Reichart P A, Jundt G
Abteilung Oralchirurgie und Zahnärztliche Röntgenologie, Charité-Universitätsmedizin Berlin.
Pathologe. 2008 May;29(3):189-98. doi: 10.1007/s00292-008-0996-0. Epub 2008 Mar 29.

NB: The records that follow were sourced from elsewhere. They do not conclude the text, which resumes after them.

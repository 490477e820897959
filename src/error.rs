//! Error types for inventory operations.

use thiserror::Error;

/// Result type alias for inventory operations
pub type Result<T> = std::result::Result<T, InventoryError>;

/// Errors surfaced by the lot index, the dispatch operations and the
/// persistence codec. All of them are recoverable by the caller; a failed
/// operation leaves the inventory exactly as it was.
#[derive(Error, Debug)]
pub enum InventoryError {
    /// A lot with this expiry date already exists; the original is unchanged.
    #[error("a lot with expiry date {0} already exists")]
    DuplicateKey(u32),

    /// The referenced lot or order does not exist.
    #[error("{0}")]
    NotFound(&'static str),

    /// Dispatch would drive the lot's stock negative; nothing was mutated.
    #[error("insufficient stock: requested {requested}, available {available}")]
    InsufficientStock { requested: u32, available: u32 },

    /// An arena is out of free slots; the operation was aborted before any
    /// visible mutation.
    #[error("arena capacity exhausted")]
    AllocationFailure,

    /// The inventory file is truncated or malformed; nothing was loaded.
    #[error("corrupt inventory file: {0}")]
    CorruptPersistence(String),

    /// I/O errors from save/load plumbing.
    #[error("i/o failure: {0}")]
    Io(#[from] std::io::Error),
}

impl InventoryError {
    /// Create a corruption error with context
    pub(crate) fn corrupt(msg: impl Into<String>) -> Self {
        Self::CorruptPersistence(msg.into())
    }
}
//! Persistence codec - flat-file encoding of the whole lot index.
//!
//! The tree is written pre-order so a reader can create each node before it
//! needs the children's data. Records have a fixed little-endian layout:
//! per node `i32` expiry date (`-1` marks an absent child and terminates
//! that branch), a 64-byte NUL-padded product name, `i32` stock, `i32`
//! order count, then each pending order as a 64-byte destination plus `i32`
//! quantity, then the left and right subtrees.
//!
//! The stock field holds the net stock at save time, already reduced by
//! every pending order; load restores it verbatim.

use std::io::{self, Read, Write};

use crate::arena::{OrderArena, NIL};
use crate::error::{InventoryError, Result};
use crate::tree::{AvlIndex, NodeIndex};

/// Width of the fixed name fields, including space for the NUL terminator
pub const NAME_FIELD: usize = 64;

/// Longest name that survives a round-trip
pub const MAX_NAME_BYTES: usize = NAME_FIELD - 1;

/// Written in place of every absent child; never a valid expiry date
const ABSENT: i32 = -1;

/// Serialize the whole index pre-order into `writer`.
pub fn save<W: Write>(writer: &mut W, tree: &AvlIndex, orders: &OrderArena) -> io::Result<()> {
    save_node(writer, tree, orders, tree.root())
}

fn save_node<W: Write>(
    writer: &mut W,
    tree: &AvlIndex,
    orders: &OrderArena,
    index: NodeIndex,
) -> io::Result<()> {
    if index == NIL {
        return write_i32(writer, ABSENT);
    }

    let node = tree.node(index);
    write_i32(writer, node.expiry_date as i32)?;
    write_name(writer, &node.product)?;
    write_i32(writer, node.stock as i32)?;

    write_i32(writer, node.orders.len(orders) as i32)?;
    for order in node.orders.iter(orders) {
        write_name(writer, &order.destination)?;
        write_i32(writer, order.quantity as i32)?;
    }

    let (left, right) = tree.children(index);
    save_node(writer, tree, orders, left)?;
    save_node(writer, tree, orders, right)
}

/// Reconstruct an index from `reader` into fresh arenas.
///
/// Any truncated or malformed record aborts the whole load with
/// `CorruptPersistence`; the partially built structure is dropped, so no
/// half-built tree ever becomes visible. Bytes after the root's encoding
/// are ignored.
pub fn load<R: Read>(
    reader: &mut R,
    lot_capacity: u32,
    order_capacity: u32,
) -> Result<(AvlIndex, OrderArena)> {
    let mut tree = AvlIndex::new(lot_capacity);
    let mut orders = OrderArena::new(order_capacity);

    let root = read_node(reader, &mut tree, &mut orders)?;
    tree.set_root(root);

    // A file that decodes but does not form a balanced search tree cannot
    // have been produced by `save`.
    if !tree.is_well_formed() {
        return Err(InventoryError::corrupt("nodes do not form a balanced index"));
    }

    Ok((tree, orders))
}

fn read_node<R: Read>(
    reader: &mut R,
    tree: &mut AvlIndex,
    orders: &mut OrderArena,
) -> Result<NodeIndex> {
    let key = read_i32(reader)?;
    if key == ABSENT {
        return Ok(NIL);
    }
    if key < 0 {
        return Err(InventoryError::corrupt(format!("invalid expiry date {key}")));
    }

    let product = read_name(reader)?;
    let stock = read_i32(reader)?;
    if stock < 0 {
        return Err(InventoryError::corrupt(format!("negative stock {stock}")));
    }
    let order_count = read_i32(reader)?;
    if order_count < 0 {
        return Err(InventoryError::corrupt(format!(
            "negative order count {order_count}"
        )));
    }

    let index = tree
        .alloc_node(key as u32, product, stock as u32)
        .ok_or(InventoryError::AllocationFailure)?;

    for _ in 0..order_count {
        let destination = read_name(reader)?;
        let quantity = read_i32(reader)?;
        if quantity <= 0 {
            return Err(InventoryError::corrupt(format!(
                "order quantity {quantity} must be positive"
            )));
        }
        tree.node_mut(index)
            .orders
            .push_back(orders, destination, quantity as u32)
            .ok_or(InventoryError::AllocationFailure)?;
    }

    let left = read_node(reader, tree, orders)?;
    let right = read_node(reader, tree, orders)?;
    tree.link_children(index, left, right);
    tree.set_height_from_children(index);

    Ok(index)
}

fn write_i32<W: Write>(writer: &mut W, value: i32) -> io::Result<()> {
    writer.write_all(&value.to_le_bytes())
}

fn write_name<W: Write>(writer: &mut W, name: &str) -> io::Result<()> {
    debug_assert!(name.len() <= MAX_NAME_BYTES, "name exceeds field width");
    let bytes = name.as_bytes();
    let len = bytes.len().min(MAX_NAME_BYTES);
    let mut field = [0u8; NAME_FIELD];
    field[..len].copy_from_slice(&bytes[..len]);
    writer.write_all(&field)
}

fn read_i32<R: Read>(reader: &mut R) -> Result<i32> {
    let mut buf = [0u8; 4];
    reader.read_exact(&mut buf).map_err(map_read_err)?;
    Ok(i32::from_le_bytes(buf))
}

fn read_name<R: Read>(reader: &mut R) -> Result<String> {
    let mut field = [0u8; NAME_FIELD];
    reader.read_exact(&mut field).map_err(map_read_err)?;

    let len = field
        .iter()
        .position(|&b| b == 0)
        .ok_or_else(|| InventoryError::corrupt("unterminated name field"))?;
    let name = std::str::from_utf8(&field[..len])
        .map_err(|_| InventoryError::corrupt("name field is not valid utf-8"))?;

    Ok(name.to_string())
}

fn map_read_err(err: io::Error) -> InventoryError {
    if err.kind() == io::ErrorKind::UnexpectedEof {
        InventoryError::corrupt("truncated record")
    } else {
        InventoryError::Io(err)
    }
}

Benign "mixed"odontogenic tumors consist of an epithelial and ectomesenchymal tumor component, distinguishing them from pure epithelial and pure ectomesenchymal odontogenic tumors. In addition, they may have the ability to produce dentin, enamel or cementum. Therefore, they can sometimes already be differentiated radiologically from epithelial odontogenic tumors. Some of the mixed odontogenic lesions are regarded as true tumors (ameloblastic fibroma, odontoameloblastoma, dentinogenic ghost cell tumor), while others are assumed to represent hamartomatous lesions (complex and compound odontoma, probably also ameloblastic fibrodentinoma and ameloblastic fibroodontoma). Preceded by keratocystic odontogenic tumor, complex and compound odontomas are the second most common odontogenic tumors, while other members of the "mixed" odontogenic tumor group are far less frequently diagnosed. Odontoameloblastoma and dentinogenic ghost cell tumors are locally aggressive lesions that require total resection. All other lesions of this group are treated by local excision. Since ameloblastic fibrosarcoma may evolve from ameloblastic fibroma, patients with ameloblastic fibroma should remain in long-term follow-up.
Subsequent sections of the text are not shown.